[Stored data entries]
impl Network {
    /// Start building a network.
    pub fn builder(config: NetworkConfig) -> NetworkBuilder {
        NetworkBuilder::new(config)
    }

    /// The network's own behavior ID, used as the source of entry payloads.
    pub fn id(&self) -> &ObjectId {
        &self.inner.id
    }

    /// The configuration.
    pub fn config(&self) -> &NetworkConfig {
        &self.inner.config
    }

    /// The storage backend.
    pub fn storage(&self) -> &Arc<dyn Storage> {
        &self.inner.storage
    }

    /// Counters of this network.
    pub fn metrics(&self) -> &NetworkMetrics {
        &self.inner.metrics
    }

    /// The edge tracker, for introspection.
    pub fn tracker(&self) -> &Tracker {
        &self.inner.tracker
    }

    /// Intake gateway. Requests received here enter a traversal without
    /// waiting for its response.
    pub fn ingress(&self) -> &Gateway<TextRequest> {
        &self.inner.ingress
    }

    /// Egress gateway carrying every output-node response.
    pub fn egress(&self) -> &Gateway<TextResponse> {
        &self.inner.egress
    }

    /// Stable behavior ID of a registered node. `None` before boot.
    pub fn node_id(&self, name: &str) -> Option<ObjectId> {
        self.inner
            .nodes
            .get()
            .and_then(|nodes| nodes.get(name))
            .map(|node| node.behavior_id.clone())
    }

    /// Check whether [`Network::boot`] has completed.
    pub fn is_booted(&self) -> bool {
        self.inner.nodes.initialized()
    }

    /// Boot the network. Only the first call has an effect.
    ///
    /// Resolves each node's stable behavior ID from storage, records its
    /// name, and starts one listener per node, the event pump and the
    /// ingress loop. Composed sub-networks boot first.
    pub async fn boot(&self) -> Result<()> {
        for sub in &self.inner.sub_networks {
            Box::pin(sub.boot()).await?;
        }

        let mut started = false;
        let first = &mut started;
        let nodes = self
            .inner
            .nodes
            .get_or_try_init(|| async move {
                *first = true;
                self.start_nodes().await
            })
            .await?;

        if started {
            tokio::spawn(events::pump(self.clone()));
            tokio::spawn(self.clone().serve_ingress());
            tracing::info!(
                network_id = %self.inner.id,
                nodes = nodes.len(),
                "Network booted"
            );
        }

        Ok(())
    }

    async fn start_nodes(&self) -> Result<HashMap<String, NodeHandle>> {
        let storage = &self.inner.storage;
        storage
            .set(&key::behavior_name(&self.inner.id), NETWORK_NAME)
            .await?;

        let mut identities = Vec::with_capacity(self.inner.order.len());
        for name in &self.inner.order {
            let id_key = key::clg_behavior_id(name);
            let behavior_id = match storage.get(&id_key).await {
                Ok(raw) => ObjectId::from(raw),
                Err(e) if e.is_not_found() => {
                    let id = ObjectId::new();
                    storage.set(&id_key, id.as_str()).await?;
                    id
                }
                Err(e) => return Err(e.into()),
            };
            storage.set(&key::behavior_name(&behavior_id), name).await?;
            tracing::debug!(clg = %name, behavior_id = %behavior_id, "Registered node");
            identities.push((name.clone(), behavior_id));
        }

        let mut nodes = HashMap::with_capacity(identities.len());
        for (name, behavior_id) in identities {
            let (sender, receiver) = mpsc::channel(self.inner.config.channel_capacity.max(1));
            if let Some(clg) = self.inner.clgs.get(&name) {
                tokio::spawn(listener::listen(self.clone(), Arc::clone(clg), receiver));
            }
            nodes.insert(name, NodeHandle { behavior_id, sender });
        }

        Ok(nodes)
    }

    /// Route a payload to the node its destination maps to.
    ///
    /// # Errors
    ///
    /// - `InvalidInterface` if the payload is malformed
    /// - `InvalidConfig` if the network has not booted
    /// - `GatewayClosed` once the network has shut down
    pub async fn send(&self, payload: NetworkPayload) -> Result<()> {
        payload.validate()?;
        let nodes = self
            .inner
            .nodes
            .get()
            .ok_or_else(|| SynapseError::invalid_config("network is not booted"))?;

        let name = self.route(&payload.destination).await?;
        let node = nodes
            .get(&name)
            .ok_or_else(|| SynapseError::ClgNotFound { name: name.clone() })?;

        tracing::trace!(
            payload_id = %payload.id,
            behavior_id = %payload.destination,
            clg = %name,
            "Sending payload"
        );

        node.sender
            .send(payload)
            .await
            .map_err(|_| SynapseError::GatewayClosed)
    }

    /// Resolve the node name a behavior ID routes to, learning a route for
    /// unseen IDs.
    async fn route(&self, behavior_id: &ObjectId) -> Result<String> {
        let name_key = key::behavior_name(behavior_id);
        match self.inner.storage.get(&name_key).await {
            Ok(name) => Ok(name),
            Err(e) if e.is_not_found() => {
                let candidates: Vec<&String> = self
                    .inner
                    .order
                    .iter()
                    .filter(|name| name.as_str() != INPUT_CLG)
                    .collect();
                let name = candidates[self.inner.rng.gen_index(candidates.len())].clone();
                self.inner.storage.set(&name_key, &name).await?;
                tracing::debug!(behavior_id = %behavior_id, clg = %name, "Learned route");
                Ok(name)
            }
            Err(e) => Err(e.into()),
        }
    }

    /// Build the entry payload for a request.
    fn entry_payload(&self, request: &TextRequest) -> Result<NetworkPayload> {
        let input_id = self
            .node_id(INPUT_CLG)
            .ok_or_else(|| SynapseError::invalid_config("network is not booted"))?;
        let ctx = Context::new()
            .with_behavior_id(input_id.clone())
            .with_session_id(request.session_id.clone())
            .with_expectation(request.expectation.clone());

        Ok(NetworkPayload::new(
            vec![Value::from(ctx), Value::from(request.input.clone())],
            input_id,
            vec![self.inner.id.clone()],
        ))
    }

    /// Start a traversal for `request` without waiting for its response.
    pub async fn enter(&self, request: &TextRequest) -> Result<()> {
        let payload = self.entry_payload(request)?;
        tracing::debug!(
            payload_id = %payload.id,
            session_id = %request.session_id,
            "Traversal entered"
        );
        self.send(payload).await
    }

    /// Run a traversal and wait for an output.
    ///
    /// Returns the next response from the egress gateway. Responses are not
    /// correlated with requests, so concurrent traversals may receive each
    /// other's outputs; responses carry the session ID for demultiplexing.
    /// With an expectation the input is resent until an output matches, with
    /// no bound on the number of rounds.
    pub async fn trigger(&self, request: TextRequest) -> Result<TextResponse> {
        loop {
            self.enter(&request).await?;
            let response = self.inner.egress.receive_signal().await?;

            match &request.expectation {
                None => return Ok(response),
                Some(expectation) if expectation.matches(&response.output) => return Ok(response),
                Some(expectation) => {
                    tracing::debug!(
                        session_id = %request.session_id,
                        output = %response.output,
                        expected = %expectation.output,
                        "Expectation not met, retrying"
                    );
                }
            }
        }
    }

    async fn serve_ingress(self) {
        let closer = self.inner.closer.clone();
        loop {
            let request = tokio::select! {
                _ = closer.closed() => break,
                request = self.inner.ingress.receive_signal() => request,
            };

            match request {
                Ok(request) if request.echo => {
                    let response = TextResponse {
                        output: request.input,
                        session_id: request.session_id,
                    };
                    if let Err(e) = self.inner.egress.send_signal(response).await {
                        tracing::warn!(error = %e, "Failed to echo request");
                    }
                }
                Ok(request) => {
                    if let Err(e) = self.enter(&request).await {
                        tracing::error!(error = %e, session_id = %request.session_id, "Failed to enter traversal");
                    }
                }
                Err(_) => break,
            }
        }
        tracing::debug!(network_id = %self.inner.id, "Ingress loop stopped");
    }

    /// Shut the network down. Only the first call has an effect.
    ///
    /// Closes the intake gateway, stops listeners and the event pump, then
    /// waits until no execution or tracking task is in flight before shutting
    /// down composed sub-networks in registration order.
    pub async fn shutdown(&self) {
        if self.inner.shutting_down.swap(true, Ordering::SeqCst) {
            return;
        }

        self.inner.ingress.close();
        self.inner.closer.close();

        tracing::info!(
            network_id = %self.inner.id,
            in_flight = self.inner.metrics.in_flight(),
            "Network draining"
        );

        let poll = Duration::from_millis(self.inner.config.shutdown_poll_ms.max(1));
        while self.inner.metrics.in_flight() > 0 {
            tokio::time::sleep(poll).await;
        }

        for sub in &self.inner.sub_networks {
            Box::pin(sub.shutdown()).await;
        }

        tracing::info!(network_id = %self.inner.id, "Network shut down");
    }

    /// Check whether shutdown has started.
    pub fn is_shut_down(&self) -> bool {
        self.inner.shutting_down.load(Ordering::SeqCst)
    }

    fn in_flight_guard(&self) -> InFlightGuard {
        InFlightGuard::new(&self.inner.metrics)
    }
}
//! The event pump.
//!
//! Forwarded payloads are parked in the shared events set. The pump wakes on
//! notification, walks the set and routes every element it claims. Claiming
//! is the removal itself: only the pump whose `remove_from_set` reports the
//! element as removed dispatches it, so pumps sharing a storage backend never
//! route the same event twice.

use super::Network;
use synapse_core::NetworkPayload;
use synapse_core::key;

pub(super) async fn pump(network: Network) {
    let closer = network.inner.closer.clone();
    let events_key = key::events();

    loop {
        drain(&network, &events_key).await;

        tokio::select! {
            _ = closer.closed() => break,
            _ = network.inner.events.notified() => {}
        }
    }

    tracing::debug!(network_id = %network.inner.id, "Event pump stopped");
}

/// Route every event this pump claims. Returns the number dispatched.
async fn drain(network: &Network, events_key: &str) -> usize {
    let storage = &network.inner.storage;
    let closer = &network.inner.closer;

    let mut picked = Vec::new();
    let mut collect = |element: String| picked.push(element);
    if let Err(e) = storage.walk_set(events_key, closer, &mut collect).await {
        tracing::error!(error = %e, "Failed to walk events");
        return 0;
    }

    let mut dispatched = 0;
    for raw in picked {
        match storage.remove_from_set(events_key, &raw).await {
            Ok(true) => {}
            Ok(false) => continue,
            Err(e) => {
                tracing::warn!(error = %e, "Failed to remove event");
                continue;
            }
        }

        let payload: NetworkPayload = match serde_json::from_str(&raw) {
            Ok(payload) => payload,
            Err(e) => {
                tracing::warn!(error = %e, "Dropping malformed event");
                continue;
            }
        };

        let payload_id = payload.id.clone();
        match network.send(payload).await {
            Ok(()) => {
                network.inner.metrics.record_event_dispatched();
                dispatched += 1;
            }
            Err(e) => {
                tracing::error!(payload_id = %payload_id, code = e.code(), error = %e, "Failed to dispatch event");
            }
        }
    }

    dispatched
}

#[cfg(test)]
mod tests {
    use super::*;
    use crate::clg;
    use crate::network::{NetworkConfig, OUTPUT_CLG};
    use std::sync::Arc;
    use std::time::Duration;
    use synapse_core::storage::{MemoryStorage, Storage};
    use synapse_core::{Context, ObjectId, Value};

    async fn booted(storage: &Arc<dyn Storage>) -> Network {
        let network = Network::builder(NetworkConfig::default().with_shutdown_poll_ms(10))
            .storage(Arc::clone(storage))
            .clgs(clg::catalog(Arc::clone(storage)))
            .build()
            .await
            .unwrap();
        network.boot().await.unwrap();
        network
    }

    fn dispatched(networks: &[&Network]) -> u64 {
        networks
            .iter()
            .map(|n| n.metrics().snapshot().events_dispatched)
            .sum()
    }

    #[tokio::test]
    async fn pumps_sharing_storage_dispatch_each_event_once() {
        let storage: Arc<dyn Storage> = Arc::new(MemoryStorage::with_defaults());
        let parent = booted(&storage).await;
        let sibling = booted(&storage).await;
        let output = parent.node_id(OUTPUT_CLG).unwrap();
        let source = ObjectId::new();

        const EVENTS: u64 = 100;
        for i in 0..EVENTS {
            let ctx = Context::new().with_behavior_id(output.clone());
            let payload = NetworkPayload::new(
                vec![Value::from(ctx), Value::from(format!("event-{i}"))],
                output.clone(),
                vec![source.clone()],
            );
            let raw = serde_json::to_string(&payload).unwrap();
            storage.push_to_set(&key::events(), &raw).await.unwrap();
        }

        let events_key = key::events();
        let (a, b) = tokio::join!(drain(&parent, &events_key), drain(&sibling, &events_key));
        assert!((a + b) as u64 <= EVENTS);

        // The pumps' own boot-time drains may have claimed some events too.
        tokio::time::timeout(Duration::from_secs(5), async {
            while dispatched(&[&parent, &sibling]) < EVENTS {
                tokio::time::sleep(Duration::from_millis(10)).await;
            }
        })
        .await
        .unwrap();
        tokio::time::sleep(Duration::from_millis(50)).await;

        assert_eq!(dispatched(&[&parent, &sibling]), EVENTS);
        assert!(storage.get_all_from_set(&events_key).await.unwrap().is_empty());

        parent.shutdown().await;
        sibling.shutdown().await;
    }

    #[tokio::test]
    async fn malformed_events_are_removed_and_dropped() {
        let storage: Arc<dyn Storage> = Arc::new(MemoryStorage::with_defaults());
        let network = booted(&storage).await;
        let events_key = key::events();

        storage.push_to_set(&events_key, "not json").await.unwrap();
        assert_eq!(drain(&network, &events_key).await, 0);
        assert!(storage.get_all_from_set(&events_key).await.unwrap().is_empty());
        assert_eq!(network.metrics().snapshot().events_dispatched, 0);

        network.shutdown().await;
    }
}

TASK ITEM: An exact copy of the lines above between the line holding "let ctx = Context::new().with_behavior_id(output.clone());" and the line holding "assert!((a + b) as u64 <= EVENTS);", inclusive, is the whole answer.

RESULT:
            let ctx = Context::new().with_behavior_id(output.clone());
            let payload = NetworkPayload::new(
                vec![Value::from(ctx), Value::from(format!("event-{i}"))],
                output.clone(),
                vec![source.clone()],
            );
            let raw = serde_json::to_string(&payload).unwrap();
            storage.push_to_set(&key::events(), &raw).await.unwrap();
        }

        let events_key = key::events();
        let (a, b) = tokio::join!(drain(&parent, &events_key), drain(&sibling, &events_key));
        assert!((a + b) as u64 <= EVENTS);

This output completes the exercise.